> **Exercise objective**: Where a line in the entries below contains the word "kept", it counts; give the total by itself.

(Material supplied Opens)

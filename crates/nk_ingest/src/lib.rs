use chrono::{DateTime, NaiveDateTime, Utc};
use tracing::debug;

use nk_core::{CanonicalArticle, RawEntry};

pub mod feed;

pub use feed::{FeedSource, JsonFeed};

/// Date formats observed across feed sources, tried in order. Zoned formats
/// are normalized to UTC; zone-less formats are assumed to already be UTC.
const NAIVE_DATE_FORMATS: &[&str] = &[
    // Mon, 01 Jan 2024 12:30:00
    "%a, %d %b %Y %H:%M:%S",
    // 2024-01-01 12:30:00
    "%Y-%m-%d %H:%M:%S",
];

/// Fallback for unparseable or missing publication dates. A fixed sentinel
/// keeps canonicalization deterministic; "now" would not be.
fn epoch() -> DateTime<Utc> {
    DateTime::UNIX_EPOCH
}

fn parse_feed_date(raw: &str) -> Option<DateTime<Utc>> {
    let raw = raw.trim();
    if raw.is_empty() {
        return None;
    }
    // RFC 2822 covers the common RSS form, including "GMT" and numeric offsets.
    if let Ok(dt) = DateTime::parse_from_rfc2822(raw) {
        return Some(dt.with_timezone(&Utc));
    }
    if let Ok(dt) = DateTime::parse_from_rfc3339(raw) {
        return Some(dt.with_timezone(&Utc));
    }
    for fmt in NAIVE_DATE_FORMATS {
        if let Ok(naive) = NaiveDateTime::parse_from_str(raw, fmt) {
            return Some(naive.and_utc());
        }
    }
    None
}

/// Normalize one raw feed entry into a canonical article. Total: missing
/// fields become empty strings and unparseable dates become the epoch
/// sentinel, so this never fails.
pub fn canonicalize(entry: RawEntry) -> CanonicalArticle {
    let title = entry.title.unwrap_or_default();
    let summary = entry.summary.unwrap_or_default();
    let link = entry.link.unwrap_or_default();

    let published = match entry.published.as_deref() {
        Some(raw) => parse_feed_date(raw).unwrap_or_else(|| {
            debug!(link = %link, date = %raw, "unparseable publication date, using epoch sentinel");
            epoch()
        }),
        None => epoch(),
    };

    CanonicalArticle {
        title,
        summary,
        link,
        published,
    }
}

/// Drop articles with neither title nor summary text. Empty text cannot be
/// meaningfully vectorized, so these are excluded before classification.
pub fn filter_classifiable(articles: Vec<CanonicalArticle>) -> Vec<CanonicalArticle> {
    let total = articles.len();
    let kept: Vec<CanonicalArticle> = articles.into_iter().filter(|a| a.has_text()).collect();
    if kept.len() < total {
        debug!(
            skipped = total - kept.len(),
            "excluded articles with no classifiable text"
        );
    }
    kept
}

(Material supplied Closes)

> **Output for this exercise**: 4